Make sure Tivo Desktop is closed before you open the file. Rright-click on the TiVo icon in your task tray and click "Pause Server." Depending on your version of Windows, you may also need to hit cntrl-alt-del to bring up the Windows Task Manager; in Windows Task Manager, hit end process on TivoBeacon.exe, TivoDesktop.exe, TivoNotify.exe, TivoServer.exe, and TivoTransfer.exe. That will unload all Tivo programs from memory until your next reboot.

Once you've saved the change, reboot. Once you reboot, don't forget to open Tivo Desktop and select the "H.264 compatible device" profile (instead of iPod) under File -> Preferences -> Portable Devices.



jmjerome said:


> Thanks. Can I do an even higher bitrate? 1500 - 2000 or more?


I don't see why not, but I haven't tried that.

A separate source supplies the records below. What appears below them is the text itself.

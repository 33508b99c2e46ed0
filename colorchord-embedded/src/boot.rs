//! One-time startup: flash partition registration and the boot plan.
//!
//! ```text
//! register partitions ─► audio power on ─► bind UDP 7777 ─► log reset cause
//!        │ all fail            │ pin error        │ bind error
//!        └────────────► BootError ─► halt_forever
//!
//! station mode?  yes ─► DeferredStart::pending   (watchdog arms the gate)
//!                no  ─► gate armed now           (first iteration starts it)
//!
//! post the first idle event
//! ```

use core::fmt;

use embedded_hal::digital::OutputPin;

use crate::constants::OVERRIDE_UDP_PORT;
use crate::gate::SamplingTimer;
use crate::power::{PowerControl, ResetCause};
use crate::scheduler::{ProcContext, TaskEvent, TaskScheduler};
use crate::watchdog::DeferredStart;

// ── Partition tables ───────────────────────────────────────────────────────

/// What a flash partition holds.
#[derive(Debug, Clone, Copy, PartialEq, Eq)]
pub enum PartitionKind {
    /// Bootloader and the flash-resident image.
    FlashBin,
    /// Code executed in place from flash.
    Irom0Text,
    RfCal,
    PhyData,
    SystemParameter,
}

#[derive(Debug, Clone, Copy, PartialEq, Eq)]
pub struct PartitionEntry {
    pub kind: PartitionKind,
    pub addr: u32,
    pub size: u32,
}

/// A complete partition layout for one flash size.
#[derive(Debug, Clone, Copy, PartialEq, Eq)]
pub struct PartitionMap {
    /// The SDK's flash size-map code.
    pub size_map: u8,
    pub entries: [PartitionEntry; 5],
}

impl PartitionMap {
    /// Standard layout whose three system sectors start at `rf_cal`.
    const fn with_system_sectors_at(size_map: u8, rf_cal: u32) -> Self {
        PartitionMap {
            size_map,
            entries: [
                PartitionEntry { kind: PartitionKind::FlashBin, addr: 0x0_0000, size: 0x1_0000 },
                PartitionEntry { kind: PartitionKind::Irom0Text, addr: 0x1_0000, size: 0x6_0000 },
                PartitionEntry { kind: PartitionKind::RfCal, addr: rf_cal, size: 0x1000 },
                PartitionEntry { kind: PartitionKind::PhyData, addr: rf_cal + 0x1000, size: 0x1000 },
                PartitionEntry { kind: PartitionKind::SystemParameter, addr: rf_cal + 0x2000, size: 0x3000 },
            ],
        }
    }
}

/// Candidate layouts in the order they are offered: 1 MB, 4 MB, 2 MB.
pub const PARTITION_MAPS: [PartitionMap; 3] = [
    PartitionMap::with_system_sectors_at(2, 0x0f_b000),
    PartitionMap::with_system_sectors_at(4, 0x3f_b000),
    PartitionMap::with_system_sectors_at(3, 0x1f_b000),
];

/// The SDK's partition registration call.
pub trait PartitionRegistrar {
    /// Returns `true` if the SDK accepted `map`.
    fn register(&mut self, map: &PartitionMap) -> bool;
}

/// Offer each candidate map until one is accepted.
///
/// Returns the accepted size-map code.
pub fn register_partitions<R: PartitionRegistrar + ?Sized>(registrar: &mut R) -> Result<u8, BootError> {
    for map in &PARTITION_MAPS {
        if registrar.register(map) {
            log::info!("partition map {} registered", map.size_map);
            return Ok(map.size_map);
        }
        log::debug!("partition map {} rejected", map.size_map);
    }
    Err(BootError::PartitionTable)
}

// ── Errors ─────────────────────────────────────────────────────────────────

/// Startup failures. All of them are fatal.
#[derive(Debug, Clone, Copy, PartialEq, Eq)]
pub enum BootError {
    /// No candidate partition map was accepted.
    PartitionTable,
    /// The override UDP server could not be created.
    OverrideSocket,
    /// The audio-circuit power pin could not be driven.
    AudioPower,
}

impl fmt::Display for BootError {
    fn fmt(&self, f: &mut fmt::Formatter<'_>) -> fmt::Result {
        match self {
            BootError::PartitionTable => f.write_str("no flash partition map accepted"),
            BootError::OverrideSocket => write!(f, "cannot bind override server on UDP {}", OVERRIDE_UDP_PORT),
            BootError::AudioPower => f.write_str("cannot power the audio circuit"),
        }
    }
}

/// Park the firmware after a fatal boot error.
///
/// `signal` is called forever with a fault marker (the serial console on
/// hardware). Only an external reset gets out of here.
pub fn halt_forever<F: FnMut(&str)>(err: BootError, mut signal: F) -> ! {
    log::error!("fatal: {}", err);
    loop {
        signal("\r\nFAULT\r\n");
        core::hint::spin_loop();
    }
}

// ── Boot plan ──────────────────────────────────────────────────────────────

/// Radio operating mode at boot.
#[derive(Debug, Clone, Copy, PartialEq, Eq)]
pub enum WifiMode {
    Off,
    Station,
    SoftAp,
    StationAndSoftAp,
}

impl WifiMode {
    /// Decode the SDK's numeric operating mode.
    pub const fn from_raw(raw: u8) -> Self {
        match raw {
            1 => WifiMode::Station,
            2 => WifiMode::SoftAp,
            3 => WifiMode::StationAndSoftAp,
            _ => WifiMode::Off,
        }
    }
}

/// The platform's UDP server for the override channel.
pub trait OverrideServer {
    type Error: fmt::Debug;

    fn bind(&mut self, port: u16) -> Result<(), Self::Error>;
}

/// Everything the running firmware needs after a successful boot.
#[derive(Debug)]
pub struct Booted {
    pub ctx: ProcContext,
    pub scheduler: TaskScheduler,
    pub size_map: u8,
    pub reset_cause: ResetCause,
}

/// Bring the core up.
///
/// Only a pure station waits for the network before sampling; every other
/// mode arms the gate immediately.
pub fn boot<R, A, O, P, T>(
    registrar: &mut R,
    audio_power: &mut A,
    server: &mut O,
    wifi: WifiMode,
    power: &P,
    timer: &mut T,
) -> Result<Booted, BootError>
where
    R: PartitionRegistrar + ?Sized,
    A: OutputPin,
    O: OverrideServer + ?Sized,
    P: PowerControl + ?Sized,
    T: SamplingTimer + ?Sized,
{
    let size_map = register_partitions(registrar)?;

    audio_power.set_high().map_err(|e| {
        log::error!("audio power pin: {:?}", e);
        BootError::AudioPower
    })?;

    server.bind(OVERRIDE_UDP_PORT).map_err(|e| {
        log::error!("override server bind: {:?}", e);
        BootError::OverrideSocket
    })?;

    let reset_cause = power.reset_cause();
    log::info!("reset cause: {:?}", reset_cause);

    let mut ctx = if wifi == WifiMode::Station {
        log::info!("station mode: sampling held until an address is acquired");
        ProcContext::new(DeferredStart::pending())
    } else {
        ProcContext::new(DeferredStart::idle())
    };
    if !ctx.deferred.is_pending() {
        ctx.gate.arm(timer);
    }

    let mut scheduler = TaskScheduler::new();
    scheduler.post(TaskEvent::IDLE);

    Ok(Booted {
        ctx,
        scheduler,
        size_map,
        reset_cause,
    })
}
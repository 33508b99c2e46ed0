//! Fixed-point signal conditioning ahead of the analysis engine.

pub mod conditioner;

pub use conditioner::SampleConditioner;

Test it and let us know how it goes. Higher bitrates should produce a higher quality, but the file size will be larger too, which means less space for recordings on your iPod.


----------



## jmjerome (Dec 24, 2004)

i'll give it a try and let you know.


----------



## Heckler (Jul 30, 2002)

OK, color me confused...

I'm looking at the two resolutions being proposed here and wondering why they are being chosen, given that the iPhone and iPod Touch are both 480x320 (3:2)?:
640x360 = 16:9
640x320 = 4:3

I could understand if you were trying to maintain a 480i (720x480 = 3:2) resolution as it is the maximum supported by the Apple Component AV Cable for output to a Television. I could also understand trying to maintain the original 16:9 aspect ratio of a 720p/1080i HDTV recording, but using the full use of the 320 vertical lines on the iPhone/iTouch would make for 568.89x320...??

Also, is it just my computer or are all of these re-encoders (DSD, VideoReDo, Videora, etc) just PAINFULLY slow (in some cases near real time or greater to recode an extracted HDTV program)?

Lastly, anybody else have issues with TTG timing out and stopping transfer before completion of the download (in my case, over an 802.11g WiFi network)?

Dave


----------



## moviefan1 (May 20, 2005)

Given the previous discussion was about the iPod touch and its settings, what settings would I use for a PSP?


----------



## mulscully (May 31, 2003)

Can we use this method of editing the dll to add options.. instead of changing the existing oprion, can we add options?


----------



## The Video Guru (Nov 12, 2007)

Two things to keep in mind when editing the tivotrans.dll file:

1-Make sure you are changing the correct profile. It is the THIRD profile from the top (tivotransrofile name="H.264 compatible device"), NOT the second profile (tivotransrofile name="AVC H.264"). See the blue highlights in the image.

2-To save the tivotrans.dll file, click on "English (United States)" so it is blue (see the highlights in the image). XN Resource Editor will NOT let you save changes while you are in the active file area on the right.


----------



## doormat (Sep 15, 2004)

moviefan1 said:


> Given the previous discussion was about the iPod touch and its settings, what settings would I use for a PSP?


If you use Handbrake (mac & windows) it has all the presets for iPod Touch/iPhone, PSP, AppleTV, PS3, etc.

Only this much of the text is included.